Return periods can get a bad press. It is no surprise that they are often misunderstood by the public. Things to do with rarities have probably not been helped by the National Lottery. The odds of an entry winning the jackpot are about 14 million to one, yet there are winners in most weeks. With river flooding, much of Sussex sees nothing for decades and then the fleet sails in. Confusing.
However, the scorn poured on return periods by many professionals is disappointing. An objective description of event rarity - albeit approximate - is surely important. How else can one distinguish the vulnerable from the unlucky? While there is fair claim that annual exceedance probability is the more precise expression of rarity, quoting the return period in years avoids the scope to misread decimals or to misconstrue percentage probabilities.
The technical point that seems to get missed is that misleading return periods arise from mistaken logic. One can only ascribe a rarity to a fully specified feature or impact:
the maximum water level at a particular site
the peak flow in a particular river reach
the 1-day rainfall at a particular site
the maximum depletion in a reservoir if operated in a stated way
the insured loss in a given year for a given portfolio of flood risks.
The mistake comes from measuring rarity in terms of one feature, and transferring the assessment to another.

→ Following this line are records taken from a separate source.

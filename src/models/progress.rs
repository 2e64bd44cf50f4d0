use crate::models::phase::{STEP_COUNT, Step, StepTable};
use serde::{Deserialize, Serialize};

/// Whether the progress screen hides (modal) or shows (embedded) host navigation.
#[derive(Debug, Clone, Copy, PartialEq, Eq, Hash, Serialize, Deserialize)]
#[serde(rename_all = "SCREAMING_SNAKE_CASE")]
pub enum DisplayMode {
    Modal,
    Embedded,
}

impl DisplayMode {
    pub fn shows_navigation(self) -> bool {
        self == DisplayMode::Embedded
    }
}

/// Which container is visible on the progress screen.
#[derive(Debug, Clone, Copy, PartialEq, Eq)]
pub enum Panel {
    Progress,
    Error,
}

/// View model rendered by the host.
///
/// Steps are kept in the same last-performed-first order as [`StepTable`].
#[derive(Debug, Clone, PartialEq, Eq)]
pub struct ProgressDisplay {
    pub steps: [(Step, bool); STEP_COUNT],
    pub panel: Panel,
    pub home_button_visible: bool,
}

impl ProgressDisplay {
    pub fn new(table: &StepTable, mode: DisplayMode) -> Self {
        Self {
            steps: table.sweep(None),
            panel: Panel::Progress,
            home_button_visible: mode.shows_navigation(),
        }
    }

    pub fn is_enabled(&self, step: Step) -> bool {
        self.steps
            .iter()
            .any(|(candidate, enabled)| *candidate == step && *enabled)
    }

    pub fn enabled_count(&self) -> usize {
        self.steps.iter().filter(|(_, enabled)| *enabled).count()
    }

    pub fn shows_error(&self) -> bool {
        self.panel == Panel::Error
    }
}

/// The part of the controller state that survives teardown and recreation.
#[derive(Debug, Clone, Copy, PartialEq, Eq, Serialize, Deserialize)]
pub struct ControllerSnapshot {
    pub display_mode: DisplayMode,
    pub finished: bool,
}

impl Default for ControllerSnapshot {
    fn default() -> Self {
        Self {
            display_mode: DisplayMode::Modal,
            finished: false,
        }
    }
}

/// Parameters handed verbatim to the background creation operation.
#[derive(Debug, Clone, Default, PartialEq, Eq, Serialize, Deserialize)]
pub struct CreationParams {
    pub title: String,
    pub tagline: String,
    pub slug: String,
    pub theme_id: String,
}
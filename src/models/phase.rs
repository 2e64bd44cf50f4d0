use indexmap::IndexMap;
use serde::{Deserialize, Serialize};
use std::fmt;

/// Number of checklist steps shown while a site is being created.
pub const STEP_COUNT: usize = 5;

/// A milestone reported by the background site creation operation.
///
/// The declaration order is the order in which the operation moves through
/// the phases. `Success` and `Failure` are terminal.
#[derive(Debug, Clone, Copy, PartialEq, Eq, Hash, PartialOrd, Ord, Serialize, Deserialize)]
#[serde(rename_all = "SCREAMING_SNAKE_CASE")]
pub enum Phase {
    Idle,
    NewSite,
    FetchingNewSite,
    SetTagline,
    SetTheme,
    Success,
    Failure,
}

impl Phase {
    /// Every phase, in declaration order.
    pub const ALL: [Phase; 7] = [
        Phase::Idle,
        Phase::NewSite,
        Phase::FetchingNewSite,
        Phase::SetTagline,
        Phase::SetTheme,
        Phase::Success,
        Phase::Failure,
    ];

    /// Phases during which the operation performs actual work, in order.
    pub const WORK: [Phase; 4] = [
        Phase::NewSite,
        Phase::FetchingNewSite,
        Phase::SetTagline,
        Phase::SetTheme,
    ];

    pub fn is_terminal(self) -> bool {
        matches!(self, Phase::Success | Phase::Failure)
    }

    /// Wire name, matching the serialized form.
    pub fn name(self) -> &'static str {
        match self {
            Phase::Idle => "IDLE",
            Phase::NewSite => "NEW_SITE",
            Phase::FetchingNewSite => "FETCHING_NEW_SITE",
            Phase::SetTagline => "SET_TAGLINE",
            Phase::SetTheme => "SET_THEME",
            Phase::Success => "SUCCESS",
            Phase::Failure => "FAILURE",
        }
    }
}

impl fmt::Display for Phase {
    fn fmt(&self, f: &mut fmt::Formatter<'_>) -> fmt::Result {
        f.write_str(self.name())
    }
}

/// A checklist item on the progress screen.
#[derive(Debug, Clone, Copy, PartialEq, Eq, Hash, Serialize, Deserialize)]
#[serde(rename_all = "snake_case")]
pub enum Step {
    LayingFoundation,
    FetchingInfo,
    ConfiguringContent,
    ConfiguringTheme,
    PreparingFrontend,
}

impl Step {
    pub fn label(self) -> &'static str {
        match self {
            Step::LayingFoundation => "Laying site foundation",
            Step::FetchingInfo => "Fetching site information",
            Step::ConfiguringContent => "Configuring site content",
            Step::ConfiguringTheme => "Configuring theme",
            Step::PreparingFrontend => "Preparing frontend",
        }
    }
}

/// Lookup from a phase to the furthest step it marks as reached.
///
/// Steps are held last-performed-first. A frontier is an index into that
/// ordering: every step at or after the frontier index has been reached.
/// `Failure` has no frontier; it replaces the checklist with an error view.
#[derive(Debug, Clone)]
pub struct StepTable {
    order: [Step; STEP_COUNT],
    frontier: IndexMap<Phase, Option<usize>>,
}

impl StepTable {
    pub fn new() -> Self {
        let order = [
            Step::PreparingFrontend,
            Step::ConfiguringTheme,
            Step::ConfiguringContent,
            Step::FetchingInfo,
            Step::LayingFoundation,
        ];

        let reached = [
            (Phase::Idle, None),
            (Phase::NewSite, Some(Step::LayingFoundation)),
            (Phase::FetchingNewSite, Some(Step::FetchingInfo)),
            (Phase::SetTagline, Some(Step::ConfiguringContent)),
            (Phase::SetTheme, Some(Step::ConfiguringTheme)),
            (Phase::Success, Some(Step::PreparingFrontend)),
        ];

        let frontier = reached
            .into_iter()
            .map(|(phase, step)| {
                let index = step.and_then(|step| order.iter().position(|s| *s == step));
                (phase, index)
            })
            .collect();

        Self { order, frontier }
    }

    /// Index of the furthest reached step for `phase`, if any step is reached.
    pub fn frontier(&self, phase: Phase) -> Option<usize> {
        self.frontier.get(&phase).copied().flatten()
    }

    /// Enabled flag for every step given a frontier.
    ///
    /// Steps before the frontier (performed later) are disabled, the rest enabled.
    pub fn sweep(&self, frontier: Option<usize>) -> [(Step, bool); STEP_COUNT] {
        std::array::from_fn(|i| (self.order[i], frontier.is_some_and(|f| i >= f)))
    }

    /// Frontier that marks every step reached.
    pub fn all_reached(&self) -> Option<usize> {
        Some(0)
    }
}

impl Default for StepTable {
    fn default() -> Self {
        Self::new()
    }
}
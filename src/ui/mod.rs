// UI module - progress screen logic
//
// This module contains:
// - ProgressController: maps phase notifications onto the checklist view model
// - SubscriptionLifecycle: binds the controller to the phase bus while foregrounded
// - CreationListener: the capability the host hands to the controller
// - CreationSession: composes the above for one appearance of the screen

pub mod controller;
pub mod lifecycle;
pub mod listener;
pub mod session;

pub use controller::ProgressController;
pub use lifecycle::{BindingState, SubscriptionLifecycle};
pub use listener::CreationListener;
pub use session::CreationSession;
use crate::models::{CreationParams, DemoSettings, Phase};
use crate::services::creation::{CreationBackend, CreationError};
use std::future::Future;
use std::sync::{Mutex, PoisonError};
use std::time::Duration;

/// Deterministic in-process backend
///
/// Sleeps for a fixed delay per phase and optionally rejects one phase.
/// Used by the demo host and by tests.
#[derive(Debug, Default)]
pub struct ScriptedBackend {
    step_delay: Duration,
    fail_at: Option<Phase>,
    performed: Mutex<Vec<Phase>>,
}

impl ScriptedBackend {
    pub fn new(step_delay: Duration) -> Self {
        Self {
            step_delay,
            fail_at: None,
            performed: Mutex::new(Vec::new()),
        }
    }

    pub fn from_settings(settings: &DemoSettings) -> Self {
        let backend = Self::new(settings.step_delay());
        match settings.fail_at {
            Some(phase) => backend.failing_at(phase),
            None => backend,
        }
    }

    pub fn failing_at(mut self, phase: Phase) -> Self {
        self.fail_at = Some(phase);
        self
    }

    /// Phases performed so far, in order
    pub fn performed(&self) -> Vec<Phase> {
        self.performed
            .lock()
            .unwrap_or_else(PoisonError::into_inner)
            .clone()
    }
}

impl CreationBackend for ScriptedBackend {
    fn perform(
        &self,
        phase: Phase,
        params: &CreationParams,
    ) -> impl Future<Output = Result<(), CreationError>> + Send {
        let slug = params.slug.clone();

        async move {
            if !self.step_delay.is_zero() {
                tokio::time::sleep(self.step_delay).await;
            }

            self.performed
                .lock()
                .unwrap_or_else(PoisonError::into_inner)
                .push(phase);

            if self.fail_at == Some(phase) {
                return Err(CreationError::Rejected {
                    phase,
                    reason: format!("scripted failure for '{}'", slug),
                });
            }

            Ok(())
        }
    }
}
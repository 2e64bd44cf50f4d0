//! Integration tests for ConfigManager and configuration file handling
//!
//! These tests verify:
//! - Default configuration when no file exists
//! - Configuration saving and reloading
//! - Partial YAML files layered over defaults
//! - Session snapshot persistence across manager instances

use camino::Utf8PathBuf;
use sitecraft::models::{AppConfig, DisplayMode, Phase};
use sitecraft::{ConfigManager, ControllerSnapshot};
use std::fs;
use tempfile::TempDir;

fn create_test_config_dir() -> (TempDir, Utf8PathBuf) {
    let temp_dir = TempDir::new().unwrap();
    let config_path = Utf8PathBuf::try_from(temp_dir.path().to_path_buf()).unwrap();
    (temp_dir, config_path)
}

#[test]
fn test_create_config_manager() {
    let (_temp_dir, config_path) = create_test_config_dir();
    let manager = ConfigManager::new(&config_path).unwrap();

    assert_eq!(manager.config_dir(), &config_path);
}

#[test]
fn test_load_default_app_config() {
    let (_temp_dir, config_path) = create_test_config_dir();
    let manager = ConfigManager::new(&config_path).unwrap();

    // Config file doesn't exist, should return defaults
    let config = manager.load_app_config().unwrap();

    assert_eq!(config, AppConfig::default());
}

#[test]
fn test_save_and_reload_app_config() {
    let (_temp_dir, config_path) = create_test_config_dir();
    let manager = ConfigManager::new(&config_path).unwrap();

    let mut config = AppConfig::default();
    config.bus.capacity = 8;
    config.demo.title = "Garden Notes".to_string();
    config.demo.fail_at = Some(Phase::SetTheme);
    config.demo.teardown_after = None;

    manager.save_app_config(&config).unwrap();
    assert!(config_path.join("sitecraft.yaml").exists());

    let loaded = manager.load_app_config().unwrap();
    assert_eq!(loaded.bus.capacity, 8);
    assert_eq!(loaded.demo.title, "Garden Notes");
    assert_eq!(loaded.demo.fail_at, Some(Phase::SetTheme));
    assert_eq!(loaded.demo.teardown_after, None);
}

#[test]
fn test_partial_file_keeps_defaults() {
    let (_temp_dir, config_path) = create_test_config_dir();
    let manager = ConfigManager::new(&config_path).unwrap();

    fs::write(
        config_path.join("sitecraft.yaml"),
        "logging:\n  debug: true\ndemo:\n  step_delay_ms: 5\n",
    )
    .unwrap();

    let config = manager.load_app_config().unwrap();
    assert!(config.logging.debug);
    assert_eq!(config.logging.prefix, "sitecraft");
    assert_eq!(config.demo.step_delay_ms, 5);
    assert_eq!(config.bus.capacity, 64);
}

#[test]
fn test_invalid_yaml_reports_error() {
    let (_temp_dir, config_path) = create_test_config_dir();
    let manager = ConfigManager::new(&config_path).unwrap();

    fs::write(config_path.join("sitecraft.yaml"), "bus: [not, a, map").unwrap();

    assert!(manager.load_app_config().is_err());
}

#[test]
fn test_snapshot_survives_new_manager() {
    let (_temp_dir, config_path) = create_test_config_dir();
    let snapshot = ControllerSnapshot {
        display_mode: DisplayMode::Modal,
        finished: false,
    };

    ConfigManager::new(&config_path)
        .unwrap()
        .save_snapshot(&snapshot)
        .unwrap();

    let reopened = ConfigManager::new(&config_path).unwrap();
    assert_eq!(reopened.load_snapshot().unwrap(), Some(snapshot));
}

Yes, doing it right can be quite a challenge: one that has yet to be resolved for drought severity assessment. It's so much easier to pick out a feature that makes an event look rare, and say: This was a whopper. Didn't we cope well? The drawback comes from such assessments disguising the level of risk to which an individual or community is exposed. When a second or third extreme occurs in quick succession, it's the return period concept that gets put on the ducking-stool, when it ought to be the shallow thinker.